* ABOUT THIS TASK *
Two lines below mark the span: the one containing "the wire form." and the one containing "and presence rule.". Set down both, plus every line between, exactly as they stand, and nothing else.

[Stored entries]
--- --- ---

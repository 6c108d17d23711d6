//! Error types for host value mapping.
//!
//! Both error enums carry the location of the failing element as a
//! rendered field path (`ObjArr[1].Nested`). Locations are built from the
//! inside out: the innermost conversion reports an empty path and each
//! enclosing record, sequence or map prepends its own segment.

use thiserror::Error;

use crate::path::Segment;

/// Errors raised while turning a host value into a [`Value`](crate::Value).
#[non_exhaustive]
#[derive(Debug, Clone, Error, PartialEq)]
pub enum EncodeError {
    /// An integer does not fit in a 64-bit Long
    #[error("cannot encode {type_name} value {value}: out of range for long{}", location(.path))]
    OutOfRange {
        type_name: &'static str,
        value: String,
        path: String,
    },

    /// NaN and infinities have no wire form
    #[error("cannot encode non-finite {type_name} value {value}{}", location(.path))]
    NonFinite {
        type_name: &'static str,
        value: String,
        path: String,
    },
}

impl EncodeError {
    pub(crate) fn out_of_range<T>(value: impl ToString) -> Self {
        EncodeError::OutOfRange {
            type_name: std::any::type_name::<T>(),
            value: value.to_string(),
            path: String::new(),
        }
    }

    pub(crate) fn non_finite<T>(value: impl ToString) -> Self {
        EncodeError::NonFinite {
            type_name: std::any::type_name::<T>(),
            value: value.to_string(),
            path: String::new(),
        }
    }

    /// Prefixes the error location with the segment of an enclosing container.
    pub fn within(mut self, segment: impl Into<Segment>) -> Self {
        match &mut self {
            EncodeError::OutOfRange { path, .. } | EncodeError::NonFinite { path, .. } => {
                prepend(path, &segment.into());
            }
        }
        self
    }

    /// The rendered path of the failing element, empty for the root
    pub fn path(&self) -> &str {
        match self {
            EncodeError::OutOfRange { path, .. } | EncodeError::NonFinite { path, .. } => path,
        }
    }

    /// The host type that could not be encoded
    pub fn type_name(&self) -> &'static str {
        match self {
            EncodeError::OutOfRange { type_name, .. } | EncodeError::NonFinite { type_name, .. } => {
                type_name
            }
        }
    }

    pub fn is_out_of_range(&self) -> bool {
        matches!(self, EncodeError::OutOfRange { .. })
    }
}

/// Errors raised while turning a [`Value`](crate::Value) into a host value.
#[non_exhaustive]
#[derive(Debug, Clone, Error, PartialEq)]
pub enum DecodeError {
    /// The value's tag cannot be decoded into the target type
    #[error("cannot decode {actual} into {expected}{}", location(.path))]
    TypeMismatch {
        expected: &'static str,
        actual: &'static str,
        path: String,
    },

    /// The value would be narrowed by the target type
    #[error("cannot decode {value} into {target}: out of range{}", location(.path))]
    OutOfRange {
        target: &'static str,
        value: String,
        path: String,
    },

    /// A field marked required is absent or null
    #[error("missing required field '{field}' of {record}{}", location(.path))]
    MissingField {
        record: &'static str,
        field: &'static str,
        path: String,
    },
}

impl DecodeError {
    pub(crate) fn mismatch<T>(actual: &crate::Value) -> Self {
        DecodeError::TypeMismatch {
            expected: std::any::type_name::<T>(),
            actual: actual.type_name(),
            path: String::new(),
        }
    }

    pub(crate) fn out_of_range<T>(value: impl ToString) -> Self {
        DecodeError::OutOfRange {
            target: std::any::type_name::<T>(),
            value: value.to_string(),
            path: String::new(),
        }
    }

    /// Prefixes the error location with the segment of an enclosing container.
    pub fn within(mut self, segment: impl Into<Segment>) -> Self {
        prepend(self.path_mut(), &segment.into());
        self
    }

    fn path_mut(&mut self) -> &mut String {
        match self {
            DecodeError::TypeMismatch { path, .. }
            | DecodeError::OutOfRange { path, .. }
            | DecodeError::MissingField { path, .. } => path,
        }
    }

    /// The rendered path of the failing element, empty for the root
    pub fn path(&self) -> &str {
        match self {
            DecodeError::TypeMismatch { path, .. }
            | DecodeError::OutOfRange { path, .. }
            | DecodeError::MissingField { path, .. } => path,
        }
    }

    /// Check if this error reports an absent required field
    pub fn is_missing_field(&self) -> bool {
        matches!(self, DecodeError::MissingField { .. })
    }

    /// Check if this error is a tag mismatch
    pub fn is_type_error(&self) -> bool {
        matches!(self, DecodeError::TypeMismatch { .. })
    }

    /// Check if this error is a rejected narrowing
    pub fn is_out_of_range(&self) -> bool {
        matches!(self, DecodeError::OutOfRange { .. })
    }
}

fn prepend(path: &mut String, segment: &Segment) {
    let mut rendered = segment.path_text();
    if !path.is_empty() && !path.starts_with('[') {
        rendered.push('.');
    }
    rendered.push_str(path);
    *path = rendered;
}

fn location(path: &str) -> String {
    if path.is_empty() {
        String::new()
    } else {
        format!(" at {path}")
    }
}

impl From<EncodeError> for crate::Error {
    fn from(err: EncodeError) -> Self {
        crate::Error::Encode(err)
    }
}

impl From<DecodeError> for crate::Error {
    fn from(err: DecodeError) -> Self {
        crate::Error::Decode(err)
    }
}
//! Per-type field descriptors.
//!
//! A record type declares its fields once, as a static table of
//! [`FieldSpec`]s emitted by `#[derive(Record)]`. The first time the type is
//! encoded or decoded the table is resolved into a [`TypeDescriptor`] and
//! published through the type's [`DescriptorCell`]. From then on every
//! caller, on any thread, reads the same immutable descriptor without
//! taking a lock.

use std::collections::HashMap;
use std::sync::OnceLock;

/// Annotation value that removes a field from the wire form.
pub const EXCLUDE: &str = "-";

/// A field as declared on the host type.
#[derive(Debug, Clone, Copy, PartialEq, Eq)]
pub struct FieldSpec {
    /// Host field name
    pub name: &'static str,
    /// Explicit wire key annotation, or [`EXCLUDE`]
    pub annotation: Option<&'static str>,
    /// Whether an absent key fails decoding instead of yielding the default
    pub required: bool,
}

impl FieldSpec {
    pub const fn new(name: &'static str, annotation: Option<&'static str>, required: bool) -> Self {
        Self {
            name,
            annotation,
            required,
        }
    }
}

/// A resolved field: host name, wire key and presence rule.
#[derive(Debug, Clone, PartialEq, Eq)]
pub struct FieldDescriptor {
    name: &'static str,
    wire_key: &'static str,
    required: bool,
}

impl FieldDescriptor {
    pub fn name(&self) -> &'static str {
        self.name
    }

    pub fn wire_key(&self) -> &'static str {
        self.wire_key
    }

    pub fn is_required(&self) -> bool {
        self.required
    }
}

/// The wire layout of one host record type.
///
/// Fields are kept in declaration order, which is also the order in which
/// keys are written when the record is encoded.
#[derive(Debug)]
pub struct TypeDescriptor {
    type_name: &'static str,
    fields: Vec<FieldDescriptor>,
    by_wire_key: HashMap<&'static str, usize>,
    excluded: Vec<&'static str>,
}

impl TypeDescriptor {
    /// Resolves a declared field table.
    ///
    /// The wire key is the field name unless an annotation overrides it; an
    /// annotation of [`EXCLUDE`] drops the field. When two fields resolve to
    /// the same wire key the first one wins lookups by key.
    pub fn build(type_name: &'static str, specs: &[FieldSpec]) -> Self {
        let mut fields = Vec::with_capacity(specs.len());
        let mut by_wire_key = HashMap::with_capacity(specs.len());
        let mut excluded = Vec::new();

        for spec in specs {
            let wire_key = match spec.annotation {
                Some(EXCLUDE) => {
                    excluded.push(spec.name);
                    continue;
                }
                Some(annotation) if !annotation.is_empty() => annotation,
                _ => spec.name,
            };
            if by_wire_key.contains_key(wire_key) {
                tracing::warn!(
                    record = type_name,
                    field = spec.name,
                    wire_key,
                    "duplicate wire key in record descriptor"
                );
            } else {
                by_wire_key.insert(wire_key, fields.len());
            }
            fields.push(FieldDescriptor {
                name: spec.name,
                wire_key,
                required: spec.required,
            });
        }

        Self {
            type_name,
            fields,
            by_wire_key,
            excluded,
        }
    }

    pub fn type_name(&self) -> &'static str {
        self.type_name
    }

    /// Encoded fields, in declaration order
    pub fn fields(&self) -> &[FieldDescriptor] {
        &self.fields
    }

    /// The `index`-th encoded field.
    ///
    /// # Panics
    /// Panics if `index` is out of bounds. Generated code only passes
    /// indices taken from the same field table.
    pub fn field(&self, index: usize) -> &FieldDescriptor {
        &self.fields[index]
    }

    pub fn len(&self) -> usize {
        self.fields.len()
    }

    pub fn is_empty(&self) -> bool {
        self.fields.is_empty()
    }

    /// Host fields that never appear on the wire
    pub fn excluded(&self) -> &[&'static str] {
        &self.excluded
    }

    /// Finds the field stored under a wire key
    pub fn by_wire_key(&self, wire_key: &str) -> Option<&FieldDescriptor> {
        self.by_wire_key.get(wire_key).map(|idx| &self.fields[*idx])
    }

    /// Returns the wire key of a host field, `None` if unknown or excluded
    pub fn wire_key_of(&self, field: &str) -> Option<&'static str> {
        self.fields
            .iter()
            .find(|descriptor| descriptor.name == field)
            .map(|descriptor| descriptor.wire_key)
    }
}

/// One-time publication slot for a [`TypeDescriptor`].
///
/// Generated code declares one `static` cell per record type.
#[derive(Debug)]
pub struct DescriptorCell {
    cell: OnceLock<TypeDescriptor>,
}

impl DescriptorCell {
    pub const fn new() -> Self {
        Self {
            cell: OnceLock::new(),
        }
    }

    /// Returns the published descriptor, building it on first use.
    pub fn get_or_build(&self, type_name: &'static str, specs: &[FieldSpec]) -> &TypeDescriptor {
        self.cell.get_or_init(|| {
            let descriptor = TypeDescriptor::build(type_name, specs);
            tracing::debug!(
                record = type_name,
                fields = descriptor.len(),
                excluded = descriptor.excluded().len(),
                "built record descriptor"
            );
            descriptor
        })
    }

    /// Returns the descriptor if it has already been published
    pub fn get(&self) -> Option<&TypeDescriptor> {
        self.cell.get()
    }
}

impl Default for DescriptorCell {
    fn default() -> Self {
        Self::new()
    }
}
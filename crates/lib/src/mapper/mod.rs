//! Host value ⇄ [`Value`] mapping.
//!
//! [`Encode`] and [`Decode`] are implemented for the usual host types:
//! integers, floats, `bool`, strings, `Option`, `Vec`, string-keyed maps,
//! `chrono` timestamps and dates, references and [`Value`] itself. Record
//! types get both through `#[derive(Record)]`, which also gives them a
//! cached [`TypeDescriptor`].
//!
//! # Records
//!
//! ```
//! use fauna_wire::{Record, mapper, Value};
//!
//! #[derive(Debug, PartialEq, Record)]
//! struct Spell {
//!     #[fauna("Name", required)]
//!     name: String,
//!     #[fauna("tagged")]
//!     tagged_string: String,
//!     #[fauna("-")]
//!     cached_len: usize,
//!     level: Option<i32>,
//! }
//!
//! let spell = Spell {
//!     name: "Fire".into(),
//!     tagged_string: "hot".into(),
//!     cached_len: 4,
//!     level: Some(3),
//! };
//! let value = mapper::encode(&spell)?;
//! let object = value.as_object().unwrap();
//! assert_eq!(object["Name"], "Fire");
//! assert_eq!(object["tagged"], "hot");
//! assert!(!object.contains_key("cached_len"));
//!
//! let back: Spell = value.get()?;
//! assert_eq!(back.cached_len, 0);
//! assert_eq!(back.level, Some(3));
//! # Ok::<(), fauna_wire::Error>(())
//! ```
//!
//! # Decoding rules
//!
//! - `Long` decodes into any integer type that can hold it, and into floats.
//! - `Double` decodes into floats only.
//! - `Date` decodes into `DateTime<Utc>` at midnight.
//! - Anything narrower fails with [`DecodeError::OutOfRange`] or
//!   [`DecodeError::TypeMismatch`].
//! - A record field whose key is absent or `null` takes its
//!   `Default::default()`, unless the field is `required`.

mod descriptor;
mod errors;
mod impls;

pub use descriptor::{DescriptorCell, EXCLUDE, FieldDescriptor, FieldSpec, TypeDescriptor};
pub use errors::{DecodeError, EncodeError};
pub use impls::ByteBuf;

use crate::value::{Object, Value};

/// Conversion of a host value into the wire model.
pub trait Encode {
    fn encode(&self) -> Result<Value, EncodeError>;
}

/// Conversion of a wire value into a host value.
pub trait Decode: Sized {
    fn decode(value: &Value) -> Result<Self, DecodeError>;
}

/// A host record with named fields mapped to object keys.
///
/// Implemented by `#[derive(Record)]`; the descriptor is built on first
/// call and shared afterwards.
pub trait Record: Encode + Decode {
    fn descriptor() -> &'static TypeDescriptor;
}

/// Encodes a host value.
pub fn encode<T: Encode + ?Sized>(value: &T) -> Result<Value, EncodeError> {
    value.encode()
}

/// Decodes a host value.
pub fn decode<T: Decode>(value: &Value) -> Result<T, DecodeError> {
    T::decode(value)
}

impl Value {
    /// Decodes this value into `T`.
    pub fn get<T: Decode>(&self) -> Result<T, DecodeError> {
        T::decode(self)
    }
}

// Helpers called by `#[derive(Record)]` expansions.

/// Unwraps the object a record decodes from.
#[doc(hidden)]
pub fn record_object<'v, T: Record>(value: &'v Value) -> Result<&'v Object, DecodeError> {
    match value {
        Value::Object(object) => Ok(object),
        other => Err(DecodeError::TypeMismatch {
            expected: T::descriptor().type_name(),
            actual: other.type_name(),
            path: String::new(),
        }),
    }
}

/// Encodes one record field under its wire key.
#[doc(hidden)]
pub fn encode_field<T: Encode + ?Sized>(
    object: &mut Object,
    field: &FieldDescriptor,
    value: &T,
) -> Result<(), EncodeError> {
    let encoded = value.encode().map_err(|err| err.within(field.wire_key()))?;
    object.insert(field.wire_key().to_string(), encoded);
    Ok(())
}

/// Decodes an optional record field; absent and null keys yield the default.
#[doc(hidden)]
pub fn decode_field<T: Decode + Default>(
    object: &Object,
    field: &FieldDescriptor,
) -> Result<T, DecodeError> {
    match object.get(field.wire_key()) {
        None | Some(Value::Null) => Ok(T::default()),
        Some(value) => T::decode(value).map_err(|err| err.within(field.wire_key())),
    }
}

/// Decodes a required record field; absent and null keys are an error.
#[doc(hidden)]
pub fn decode_required_field<T: Decode>(
    object: &Object,
    descriptor: &TypeDescriptor,
    field: &FieldDescriptor,
) -> Result<T, DecodeError> {
    match object.get(field.wire_key()) {
        None | Some(Value::Null) => Err(DecodeError::MissingField {
            record: descriptor.type_name(),
            field: field.wire_key(),
            path: String::new(),
        }),
        Some(value) => T::decode(value).map_err(|err| err.within(field.wire_key())),
    }
}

--- --- ---

* TASK ANSWER *
/// Annotation value that removes a field from the wire form.
pub const EXCLUDE: &str = "-";

/// A field as declared on the host type.
#[derive(Debug, Clone, Copy, PartialEq, Eq)]
pub struct FieldSpec {
    /// Host field name
    pub name: &'static str,
    /// Explicit wire key annotation, or [`EXCLUDE`]
    pub annotation: Option<&'static str>,
    /// Whether an absent key fails decoding instead of yielding the default
    pub required: bool,
}

impl FieldSpec {
    pub const fn new(name: &'static str, annotation: Option<&'static str>, required: bool) -> Self {
        Self {
            name,
            annotation,
            required,
        }
    }
}

/// A resolved field: host name, wire key and presence rule.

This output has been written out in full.